Data extracted from a collection
************
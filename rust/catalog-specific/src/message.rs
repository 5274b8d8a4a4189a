//! Single-object message encoding.
//!
//! Layout:
//! ```text
//! ┌────────────┬──────────────────────────────┬─────────────────┐
//! │ C3 01      │ writer schema fingerprint    │ record body     │
//! │ (2 bytes)  │ (8 bytes, little-endian)     │ (binary datum)  │
//! └────────────┴──────────────────────────────┴─────────────────┘
//! ```
//!
//! The fingerprint is the 64-bit Rabin fingerprint of the writer schema's
//! canonical form. A reader decodes the body directly when the fingerprint is
//! its own, and otherwise resolves the writer schema through known schemas or
//! a [`SchemaStore`].

use std::{
    io::{Read, Write},
    marker::PhantomData,
    sync::{Arc, Mutex, PoisonError},
};

use apache_avro::{GenericSingleObjectWriter, Schema};
use catalog_common::{Result, error::Error};

use crate::{
    options::DecodeOptions,
    record::SpecificRecord,
    resolving::ResolvingDecoder,
    store::{FINGERPRINT_SIZE, SchemaCache, SchemaStore, fingerprint64},
};

/// Magic and format version preceding the fingerprint.
pub const V1_HEADER: [u8; 2] = [0xC3, 0x01];

/// Total size of the message header.
pub const HEADER_SIZE: usize = V1_HEADER.len() + FINGERPRINT_SIZE;

/// Parses a message header and returns the writer schema fingerprint.
///
/// # Errors
///
/// Returns `BadHeader` if fewer than [`HEADER_SIZE`] bytes are available or the
/// magic bytes are not recognized.
pub fn read_message_header<R: Read + ?Sized>(reader: &mut R) -> Result<u64> {
    let mut header = [0u8; HEADER_SIZE];
    reader.read_exact(&mut header).map_err(|e| {
        if e.kind() == std::io::ErrorKind::UnexpectedEof {
            Error::bad_header("Not enough header bytes")
        } else {
            Error::io("message header", e)
        }
    })?;
    if header[..V1_HEADER.len()] != V1_HEADER {
        return Err(Error::bad_header(format!(
            "Unrecognized header bytes: 0x{:02X} 0x{:02X}",
            header[0], header[1]
        )));
    }
    let mut fingerprint = [0u8; FINGERPRINT_SIZE];
    fingerprint.copy_from_slice(&header[V1_HEADER.len()..]);
    Ok(u64::from_le_bytes(fingerprint))
}

/// Encodes records of type `T` as single-object messages.
///
/// Safe to share between threads; concurrent encodes take turns on the
/// underlying writer.
pub struct BinaryMessageEncoder<T> {
    schema: &'static Schema,
    fingerprint: u64,
    writer: Mutex<GenericSingleObjectWriter>,
    _marker: PhantomData<fn(&T)>,
}

impl<T: SpecificRecord> BinaryMessageEncoder<T> {
    /// # Errors
    ///
    /// Fails if `T`'s schema cannot be resolved into a writer.
    pub fn new() -> Result<Self> {
        let schema = T::class_schema();
        Ok(BinaryMessageEncoder {
            schema,
            fingerprint: fingerprint64(schema),
            writer: Mutex::new(single_object_writer(schema)?),
            _marker: PhantomData,
        })
    }

    /// Fingerprint written into every message header.
    pub fn fingerprint(&self) -> u64 {
        self.fingerprint
    }

    /// Encodes `datum` into a new buffer.
    pub fn encode(&self, datum: &T) -> Result<Vec<u8>> {
        let mut buf = Vec::with_capacity(HEADER_SIZE + 8);
        self.encode_to(datum, &mut buf)?;
        Ok(buf)
    }

    /// Writes the message for `datum` to `out`.
    pub fn encode_to<W: Write>(&self, datum: &T, out: &mut W) -> Result<()> {
        let value = datum.to_value()?;
        let mut writer = self.writer.lock().unwrap_or_else(PoisonError::into_inner);
        if let Err(e) = writer.write_value(value, out) {
            // The writer refuses further messages while a failed body is buffered.
            *writer = single_object_writer(self.schema)?;
            return Err(Error::avro("single-object message", e));
        }
        Ok(())
    }
}

fn single_object_writer(schema: &Schema) -> Result<GenericSingleObjectWriter> {
    GenericSingleObjectWriter::new_with_capacity(schema, HEADER_SIZE + 8)
        .map_err(|e| Error::avro("single-object writer", e))
}

/// Decodes single-object messages into records of type `T`.
pub struct BinaryMessageDecoder<T> {
    reader_schema: &'static Schema,
    reader_fingerprint: u64,
    known: SchemaCache,
    resolver: Option<Arc<dyn SchemaStore>>,
    options: DecodeOptions,
    _marker: PhantomData<fn() -> T>,
}

impl<T: SpecificRecord> BinaryMessageDecoder<T> {
    /// Creates a decoder that accepts messages written with `T`'s own schema.
    pub fn new() -> Self {
        let reader_schema = T::class_schema();
        BinaryMessageDecoder {
            reader_schema,
            reader_fingerprint: fingerprint64(reader_schema),
            known: SchemaCache::new(),
            resolver: None,
            options: DecodeOptions::default(),
            _marker: PhantomData,
        }
    }

    /// Creates a decoder that falls back to `resolver` for fingerprints it
    /// does not know.
    pub fn with_resolver(resolver: Arc<dyn SchemaStore>) -> Self {
        let mut decoder = Self::new();
        decoder.resolver = Some(resolver);
        decoder
    }

    pub fn with_options(mut self, options: DecodeOptions) -> Self {
        self.options = options;
        self
    }

    /// Registers a writer schema whose messages this decoder can read.
    pub fn add_schema(&self, writer_schema: Schema) {
        self.known.add_schema(writer_schema);
    }

    pub fn decode(&self, buf: &[u8]) -> Result<T> {
        self.decode_into(buf, T::default())
    }

    /// Decodes `buf`, reusing `reuse` as the target record. Bytes after the
    /// record body are ignored.
    pub fn decode_into(&self, mut buf: &[u8], mut reuse: T) -> Result<T> {
        let fingerprint = read_message_header(&mut buf)?;
        let writer_schema = self.writer_schema(fingerprint)?;

        let mut input = match &writer_schema {
            None => ResolvingDecoder::new(&mut buf, self.options),
            Some(writer) => {
                ResolvingDecoder::resolve(&mut buf, writer, self.reader_schema, self.options)?
            }
        };
        reuse.custom_decode(&mut input)?;
        Ok(reuse)
    }

    /// Finds the writer schema for `fingerprint`. `None` means the reader's own
    /// schema.
    fn writer_schema(&self, fingerprint: u64) -> Result<Option<Schema>> {
        if fingerprint == self.reader_fingerprint {
            return Ok(None);
        }
        let found = self.known.find_by_fingerprint(fingerprint).or_else(|| {
            self.resolver
                .as_ref()
                .and_then(|resolver| resolver.find_by_fingerprint(fingerprint))
        });
        match found {
            Some(schema) => {
                log::debug!("resolving message written with schema {fingerprint:#018x}");
                Ok(Some(schema))
            }
            None => Err(Error::missing_schema(fingerprint)),
        }
    }
}

impl<T: SpecificRecord> Default for BinaryMessageDecoder<T> {
    fn default() -> Self {
        Self::new()
    }
}
//! Support for concrete record types bound to a fixed Avro schema: the
//! [`SpecificRecord`](record::SpecificRecord) contract, builder bookkeeping,
//! codec helpers for optional fields, fingerprint-keyed schema stores, the
//! resolving decoder, plain datum I/O and the single-object message framing.

pub mod builder;
pub mod datum_io;
pub mod message;
pub mod nullable;
pub mod options;
pub mod record;
pub mod resolving;
pub mod store;

pub use builder::RecordBuilderBase;
pub use datum_io::{DatumReader, read_datum, write_datum};
pub use message::{BinaryMessageDecoder, BinaryMessageEncoder};
pub use options::{DecodeOptions, UnionTagPolicy};
pub use record::SpecificRecord;
pub use resolving::{ResolvedField, ResolvingDecoder};
pub use store::{SchemaCache, SchemaStore, fingerprint64};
************
(Work required) The answer consists of the line holding "found = self.known.find_by_fingerprint(fingerprint).or_else(||" and every line after it up to the end of the records, word for word.

(Solution below)
        let found = self.known.find_by_fingerprint(fingerprint).or_else(|| {
            self.resolver
                .as_ref()
                .and_then(|resolver| resolver.find_by_fingerprint(fingerprint))
        });
        match found {
            Some(schema) => {
                log::debug!("resolving message written with schema {fingerprint:#018x}");
                Ok(Some(schema))
            }
            None => Err(Error::missing_schema(fingerprint)),
        }
    }
}

impl<T: SpecificRecord> Default for BinaryMessageDecoder<T> {
    fn default() -> Self {
        Self::new()
    }
}
//! Support for concrete record types bound to a fixed Avro schema: the
//! [`SpecificRecord`](record::SpecificRecord) contract, builder bookkeeping,
//! codec helpers for optional fields, fingerprint-keyed schema stores, the
//! resolving decoder, plain datum I/O and the single-object message framing.

pub mod builder;
pub mod datum_io;
pub mod message;
pub mod nullable;
pub mod options;
pub mod record;
pub mod resolving;
pub mod store;

pub use builder::RecordBuilderBase;
pub use datum_io::{DatumReader, read_datum, write_datum};
pub use message::{BinaryMessageDecoder, BinaryMessageEncoder};
pub use options::{DecodeOptions, UnionTagPolicy};
pub use record::SpecificRecord;
pub use resolving::{ResolvedField, ResolvingDecoder};
pub use store::{SchemaCache, SchemaStore, fingerprint64};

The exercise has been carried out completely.